Immergrün ist Lieben, das treulich fest muß sein,
Und die Myrthe vor Jahren schlang die Hoffnung hinein.
Die Zweige sind lange schon verwelkt und verdorrt:
Mit Lieb' und mit Treue zog die Hoffnung all' hinfort.
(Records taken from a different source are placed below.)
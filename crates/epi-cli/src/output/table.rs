#[derive(Clone, Copy, Debug)]
pub struct TableOptions {
    pub max_width: Option<usize>,
    pub color: bool,
}

/// Render a simple aligned table for string rows.
#[must_use]
pub fn render_entity_table(
    headers: &[&str],
    rows: &[Vec<String>],
    options: TableOptions,
) -> String {
    let mut widths: Vec<usize> = headers
        .iter()
        .enumerate()
        .map(|(index, header)| {
            rows.iter()
                .filter_map(|row| row.get(index))
                .map(|cell| cell.chars().count())
                .max()
                .unwrap_or(0)
                .max(header.len())
                .max(4)
        })
        .collect();

    fit_widths(&mut widths, headers, options.max_width);

    let header_line = headers
        .iter()
        .zip(widths.iter())
        .map(|(header, width)| format_cell(&truncate_text(header, *width), *width, false))
        .collect::<Vec<_>>()
        .join("  ");

    let divider = "-".repeat(header_line.chars().count());

    let row_lines = rows
        .iter()
        .map(|row| {
            widths
                .iter()
                .enumerate()
                .map(|(index, width)| {
                    let value = row.get(index).map_or("-", String::as_str);
                    let truncated = truncate_text(value, *width);
                    let numeric = looks_numeric(&truncated);
                    let cell = format_cell(&truncated, *width, numeric);
                    if options.color {
                        colorize_method(&cell, &truncated)
                    } else {
                        cell
                    }
                })
                .collect::<Vec<_>>()
                .join("  ")
        })
        .collect::<Vec<_>>();

    let mut lines = Vec::with_capacity(2 + row_lines.len());
    lines.push(header_line);
    lines.push(divider);
    lines.extend(row_lines);
    lines.join("\n")
}

fn fit_widths(widths: &mut [usize], headers: &[&str], max_width: Option<usize>) {
    let Some(max_width) = max_width else {
        return;
    };

    let separators = widths.len().saturating_sub(1) * 2;
    let mut total = widths.iter().sum::<usize>() + separators;

    while total > max_width {
        let candidate = widths
            .iter()
            .enumerate()
            .filter(|(idx, width)| **width > headers[*idx].len().max(4))
            .max_by_key(|(_, width)| **width)
            .map(|(idx, _)| idx);

        let Some(idx) = candidate else {
            break;
        };

        widths[idx] -= 1;
        total -= 1;
    }
}

fn truncate_text(value: &str, width: usize) -> String {
    if value.chars().count() <= width {
        return value.to_string();
    }
    if width <= 1 {
        return "…".to_string();
    }

    let mut out: String = value.chars().take(width - 1).collect();
    out.push('…');
    out
}

fn looks_numeric(value: &str) -> bool {
    let trimmed = value.trim();
    !trimmed.is_empty()
        && trimmed
            .chars()
            .all(|ch| ch.is_ascii_digit() || matches!(ch, '-' | '+' | '.' | 'e'))
        && trimmed.chars().any(|ch| ch.is_ascii_digit())
}

fn format_cell(value: &str, width: usize, numeric: bool) -> String {
    let pad = width.saturating_sub(value.chars().count());
    if numeric {
        format!("{}{}", " ".repeat(pad), value)
    } else {
        format!("{}{}", value, " ".repeat(pad))
    }
}

/// Green for fitted forecasts and real data, yellow for naive means and
/// synthetic data, red for fit failures.
fn colorize_method(cell: &str, value: &str) -> String {
    let code = match value {
        "holt-winters-additive" | "real" | "true" => Some("32"),
        "naive-mean" | "synthetic" => Some("33"),
        v if v.starts_with("fallback-mean") => Some("31"),
        _ => None,
    };

    match code {
        Some(code) => format!("\u{1b}[{code}m{cell}\u{1b}[0m"),
        None => cell.to_string(),
    }
}

#[cfg(test)]
mod tests {
    use super::*;

    const PLAIN: TableOptions = TableOptions {
        max_width: None,
        color: false,
    };

    #[test]
    fn numbers_align_right_text_left() {
        let rows = vec![
            vec!["Cholera".to_string(), "180.5".to_string()],
            vec!["Rabies".to_string(), "3".to_string()],
        ];
        let table = render_entity_table(&["entity", "point"], &rows, PLAIN);
        let lines: Vec<&str> = table.lines().collect();

        assert_eq!(lines.len(), 4);
        assert!(lines[1].chars().all(|c| c == '-'));
        assert!(lines[2].starts_with("Cholera"));
        assert!(lines[3].ends_with("    3"));
    }

    #[test]
    fn narrow_width_truncates_longest_column() {
        let rows = vec![vec![
            "Cholera".to_string(),
            "fallback-mean (model fit failed: non-finite forecast output)".to_string(),
        ]];
        let table = render_entity_table(
            &["entity", "method"],
            &rows,
            TableOptions {
                max_width: Some(30),
                color: false,
            },
        );
        assert!(table.lines().all(|line| line.chars().count() <= 30));
        assert!(table.contains('…'));
    }

    #[test]
    fn color_wraps_method_cells() {
        let rows = vec![vec!["naive-mean".to_string()]];
        let table = render_entity_table(
            &["method"],
            &rows,
            TableOptions {
                max_width: None,
                color: true,
            },
        );
        assert!(table.contains("\u{1b}[33mnaive-mean"));
    }
}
Verzag' nicht, gekränktes, tiefleidendes Gemüt,
Daß ein ander Kränzlein, ein fremdes fröhlich blüht.
Hell klingt und klar der volle Glockenschlag:
Gekommen ist, gekommen der Liebsten Hochzeitstag.

Nimm Abschied vom Bild, das zu dir so freundlich lacht,
Du hast es ja geherzt und geküßt die ganze Nacht! -
In der Luft verklinget der Kirchenglocken Ton,
Eile dich, mein Herz, man wartet deiner schon!

Geschmückt ist der Altar mit Cypressen, dunkelgrün,
Hinstreut weiße Lilien und duft'gen Rosmarin!
Hinter dem Pfeiler will ich warten und sehn,
Hier werd' ich doch Niemand im Wege mehr stehn!

Sie kommen! Sie kommen! Geräusch geht durch die Reihn,
Mit mächtigem Schall braust die Orgel herein.
Was zitterst du? Was drückt dir die Brust gar so schwer?
Und du, mein treues Herz, was pochst du denn so sehr?

Rings weicht die stille Menge erwartungsvoll zurück,
Auf Bräutigam und Braut ruht jeglicher Blick.
Sei mir tausendmal gegrüßt, viel holdselige Braut,
So schön hat mein Auge noch nimmer dich geschaut!

Ein Perlenschmuck liegt dir im goldlockigen Haar
Aus Thränen, von der Liebe vergossen licht und klar;
Hell stralt auf der Brust dir ein seltener Rubin,
Da fiel heiß ein Tropfen roten Herzblutes hin.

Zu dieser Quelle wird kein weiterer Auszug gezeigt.